In accordance with Rule 2.6(a) of the City Code on Takeovers and Mergers (the "Code"), AMEC was then required, by not later than 5:00 pm on 16 September 2013, to either announce a firm intention to make an offer for Kentz under Rule 2.7 of the Code or announce that it does not intend to make an offer for Kentz, in which case the announcement will be treated as a statement to which Rule 2.8 of the Code applies.
The board of AMEC has concluded that it does not intend to make an offer for Kentz.
AMEC continues to see attractive opportunities to extend its geographic footprint in the Growth Regions, increase the range of services offered to clients, and enhance AMEC's position in its markets. AMEC will retain its disciplined approach to acquisitions, consistent with its clearly defined strategic and financial criteria.
The pipeline of opportunities remains strong, and depending on the progress of acquisitions, additional cash returns to shareholders will be considered in the fourth quarter of 2013.
As a result of this announcement, AMEC will, except with the consent of the Takeover Panel, be bound by the restrictions contained in Rule 2.8 of the Code.

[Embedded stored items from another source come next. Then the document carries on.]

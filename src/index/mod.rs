// Copyright 2025-present Harīṣh Tummalachērla
// SPDX-License-Identifier: Apache-2.0

//! Inverted index construction.
//!
//! # Invariants
//!
//! 1. **COMPLETE**: every token derived from document `i` has `i` in its
//!    posting list.
//! 2. **NO_DUPLICATES**: a position appears at most once per posting list.
//! 3. **FIRST_SEEN_ORDER**: posting lists are in ascending position order,
//!    which is the order documents were encountered. Ranking re-sorts, so
//!    nothing depends on this beyond determinism.
//! 4. **NON_EMPTY**: every key has at least one posting.

use crate::types::{DocPosition, Document, InvertedIndex};
use crate::util::tokenize;
#[cfg(feature = "parallel")]
use rayon::prelude::*;

/// Tokens a document contributes to the index, in derivation order.
///
/// Title tokens, then content, then each tag, then the kind tag itself as a
/// single token (`project`, `note`). Repeats are kept; the
/// index builder skips them.
pub fn document_tokens(doc: &Document) -> Vec<String> {
    let mut tokens = tokenize(&doc.title);
    tokens.extend(tokenize(&doc.content));
    for tag in &doc.tags {
        tokens.extend(tokenize(tag));
    }
    tokens.push(doc.kind.as_str().to_string());
    tokens
}

/// Append `position` unless it is already the last entry.
///
/// Documents are processed one at a time in position order, so checking the
/// tail is enough to keep each posting list duplicate-free.
fn push_posting(index: &mut InvertedIndex, token: String, position: DocPosition) {
    let postings = index.entry(token).or_default();
    if postings.last() != Some(&position) {
        postings.push(position);
    }
}

/// Build the inverted index for `docs`, using slice order as positions.
pub fn build_inverted_index(docs: &[Document]) -> InvertedIndex {
    let mut index = InvertedIndex::new();
    for (position, doc) in docs.iter().enumerate() {
        for token in document_tokens(doc) {
            push_posting(&mut index, token, position as DocPosition);
        }
    }
    index
}

/// Build the inverted index with parallel tokenization.
///
/// Map phase tokenizes documents on the rayon pool; the reduce phase merges
/// in position order, so the result is identical to `build_inverted_index`.
#[cfg(feature = "parallel")]
pub fn build_inverted_index_parallel(docs: &[Document]) -> InvertedIndex {
    let per_doc_tokens: Vec<Vec<String>> = docs.par_iter().map(document_tokens).collect();

    let mut index = InvertedIndex::new();
    for (position, tokens) in per_doc_tokens.into_iter().enumerate() {
        for token in tokens {
            push_posting(&mut index, token, position as DocPosition);
        }
    }
    index
}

For the purposes of Rule 2.8 of the Code, AMEC reserves the right to make or participate in an offer for Kentz (and/or take any other action which would otherwise be restricted under Rule 2.8 of the Code) within the next six months following the date of this announcement in the circumstances set out in Note 2 on Rule 2.8 of the Code.

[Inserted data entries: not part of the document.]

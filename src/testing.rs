//! Test utilities shared across unit and integration tests.
//!
//! This module is always compiled but hidden from documentation.
//! It provides canonical implementations of test helpers to avoid duplication.

#![doc(hidden)]

use crate::build::build_payload_at;
use crate::types::{DocKind, Document, SearchPayload};
use crate::util::sanitize_slug;

/// Fixed `generatedAt` used by test payloads.
pub const TEST_GENERATED_AT: &str = "2024-01-01T00:00:00.000Z";

/// Create a document with an id and url derived from the title.
pub fn make_document(title: &str, kind: DocKind) -> Document {
    let slug = sanitize_slug(title);
    let section = match kind {
        DocKind::Project => "projects",
        DocKind::LabNote => "blog",
        DocKind::Other => "pages",
    };
    Document {
        id: format!("{}-{}", kind.id_prefix(), slug),
        kind,
        title: title.to_string(),
        url: format!("/{}/{}/", section, slug),
        tags: vec![],
        summary: format!("Summary for {}", title),
        content: String::new(),
        date: None,
    }
}

/// Create a document with a date.
pub fn make_dated_document(title: &str, kind: DocKind, date: &str) -> Document {
    Document {
        date: Some(date.to_string()),
        ..make_document(title, kind)
    }
}

/// Build a payload with a fixed timestamp.
pub fn make_payload(docs: Vec<Document>) -> SearchPayload {
    build_payload_at(docs, TEST_GENERATED_AT.to_string()).payload
}
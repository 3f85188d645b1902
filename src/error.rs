// Copyright 2025-present Harīṣh Tummalachērla
// SPDX-License-Identifier: Apache-2.0

//! Error types.
//!
//! Nothing in the client path is fatal: payload errors become a visible error
//! state, highlight errors fall back to plain text, and per-document build
//! errors drop one document. Only `BuildError` stops a build.

use std::io;
use std::path::PathBuf;

use thiserror::Error;

/// Failure to obtain a usable search payload.
#[derive(Error, Debug, Clone, PartialEq, Eq)]
pub enum PayloadError {
    /// The fetch itself failed or returned a non-success status.
    #[error("failed to load search index: {0}")]
    Load(String),

    /// The response arrived but is not a search payload.
    #[error("malformed search index: {0}")]
    Shape(String),
}

impl PayloadError {
    pub fn load(message: impl Into<String>) -> Self {
        PayloadError::Load(message.into())
    }

    pub fn shape(message: impl Into<String>) -> Self {
        PayloadError::Shape(message.into())
    }
}

/// A single source entry that could not become a `Document`.
///
/// The builder logs these and keeps going.
#[derive(Error, Debug)]
pub enum BuildDocumentError {
    #[error("{source_name}: missing required field \"title\"")]
    MissingTitle { source_name: String },

    #[error("{source_name}: unable to derive a slug")]
    InvalidSlug { source_name: String },

    #[error("{source_name}: duplicate document id \"{id}\"")]
    DuplicateId { source_name: String, id: String },

    #[error("failed to read {path}: {error}")]
    Read {
        path: PathBuf,
        #[source]
        error: io::Error,
    },

    #[error("invalid JSON in {path}: {error}")]
    Parse {
        path: PathBuf,
        #[source]
        error: serde_json::Error,
    },
}

/// A failure that aborts the whole build.
#[derive(Error, Debug)]
pub enum BuildError {
    #[error("failed to read manifest {path}: {error}")]
    ManifestRead {
        path: PathBuf,
        #[source]
        error: io::Error,
    },

    #[error("invalid manifest JSON: {0}")]
    ManifestParse(#[from] serde_json::Error),

    #[error("unsupported manifest version {0}")]
    ManifestVersion(u32),

    #[error("failed to encode payload: {0}")]
    Encode(#[source] serde_json::Error),

    #[error("failed to write {path}: {error}")]
    Write {
        path: PathBuf,
        #[source]
        error: io::Error,
    },
}

/// Highlight pattern could not be built for a query.
#[derive(Error, Debug)]
#[error("failed to build highlight pattern: {0}")]
pub struct HighlightError(#[from] pub regex::Error);
// Copyright 2025-present Harīṣh Tummalachērla
// SPDX-License-Identifier: Apache-2.0

//! Focus trap for the open search panel.
//!
//! Tab moves forward through the panel's focusable elements and wraps from
//! last to first; Shift+Tab wraps from first to last. Focus never leaves the
//! panel while it is open.

/// Ordered focusable element ids plus which one has focus.
#[derive(Debug, Clone, Default, PartialEq, Eq)]
pub struct FocusTrap {
    elements: Vec<String>,
    current: Option<usize>,
}

impl FocusTrap {
    pub fn new(elements: Vec<String>) -> Self {
        Self {
            elements,
            current: None,
        }
    }

    /// Replace the element list, keeping focus on the same id if it survives.
    pub fn set_elements(&mut self, elements: Vec<String>) {
        let focused = self.focused().map(str::to_string);
        self.elements = elements;
        self.current = focused.and_then(|id| self.position(&id));
    }

    pub fn elements(&self) -> &[String] {
        &self.elements
    }

    pub fn focused(&self) -> Option<&str> {
        self.current
            .and_then(|i| self.elements.get(i))
            .map(String::as_str)
    }

    fn position(&self, id: &str) -> Option<usize> {
        self.elements.iter().position(|e| e == id)
    }

    /// Record focus moved by the host (a click, or programmatic focus).
    ///
    /// An id outside the panel clears the tracked focus.
    pub fn focus(&mut self, id: &str) {
        self.current = self.position(id);
    }

    pub fn clear(&mut self) {
        self.current = None;
    }

    /// Advance focus and return the newly focused id.
    ///
    /// With nothing tracked, forward lands on the first element and backward
    /// on the last. `None` only when the panel has no focusable elements.
    pub fn step(&mut self, backwards: bool) -> Option<&str> {
        let len = self.elements.len();
        if len == 0 {
            self.current = None;
            return None;
        }
        let next = match (self.current, backwards) {
            (None, false) => 0,
            (None, true) => len - 1,
            (Some(i), false) => (i + 1) % len,
            (Some(i), true) => (i + len - 1) % len,
        };
        self.current = Some(next);
        self.focused()
    }
}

A copy of this announcement will be available at amec.com by no later than 12 noon (London time) on 13 September.
Enquiries: | ||
AMEC | +44 20 7429 7500 | |
Sue Scholes Rupert Green | ||
Deutsche Bank | +44 20 7545 8000 | |
Tom Cooper | ||
James Agnew | ||
Brunswick | +44 20 7404 5959 | |
Michael Harrison | ||
Dania Saidam | ||
Deutsche Bank AG is authorised under German Banking Law (competent authority: BaFin - Federal Financial Supervisory Authority) and authorised and subject to limited regulation by the Financial Conduct Authority. Deutsche Bank is acting as financial adviser to AMEC and no one else in connection with the contents of this announcement and will not be responsible to anyone other than AMEC for providing the protections afforded to its clients or for providing advice in connection with the contents of this announcement or any matter referred to herein.

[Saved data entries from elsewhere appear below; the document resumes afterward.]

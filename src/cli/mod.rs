// Copyright 2025-present Harīṣh Tummalachērla
// SPDX-License-Identifier: Apache-2.0

//! CLI definitions for the sitedex command-line interface.
//!
//! Three subcommands: `index` builds `search-index.json` from content
//! collections, `inspect` summarizes a payload, and `search` ranks a payload
//! the same way the browser dialog does.

pub mod display;

use std::path::PathBuf;

use clap::{Parser, Subcommand};
use sitedex::search::DEFAULT_RESULT_LIMIT;

#[derive(Parser)]
#[command(
    name = "sitedex",
    about = "Inverted-index search payload builder for static sites",
    version
)]
pub struct Cli {
    #[command(subcommand)]
    pub command: Commands,
}

#[derive(Subcommand)]
pub enum Commands {
    /// Build search-index.json from a directory of content entries
    Index {
        /// Input directory containing manifest.json and entry files
        #[arg(short, long)]
        input: PathBuf,

        /// Output directory for search-index.json and _headers
        #[arg(short, long)]
        output: PathBuf,

        /// Pretty-print the payload JSON
        #[arg(long)]
        pretty: bool,

        /// Skip writing the _headers file
        #[arg(long)]
        no_headers: bool,
    },

    /// Summarize a search-index.json file
    Inspect {
        /// Path to search-index.json
        file: PathBuf,
    },

    /// Search a search-index.json file and display results
    Search {
        /// Path to search-index.json
        file: PathBuf,

        /// Search query
        query: String,

        /// Maximum number of results to return
        #[arg(short, long, default_value_t = DEFAULT_RESULT_LIMIT)]
        limit: usize,
    },
}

This announcement does not constitute an offer to purchase any securities, or an offer to sell or the solicitation of an offer to buy any securities, nor shall there be any offer to purchase or sell securities in any jurisdiction in which such offer, solicitation or sale would be unlawful. The release, distribution or publication of this announcement in jurisdictions other than the UK may be restricted by law and therefore any persons who are subject to the laws of any jurisdiction other than the UK should inform themselves about and observe any applicable requirements.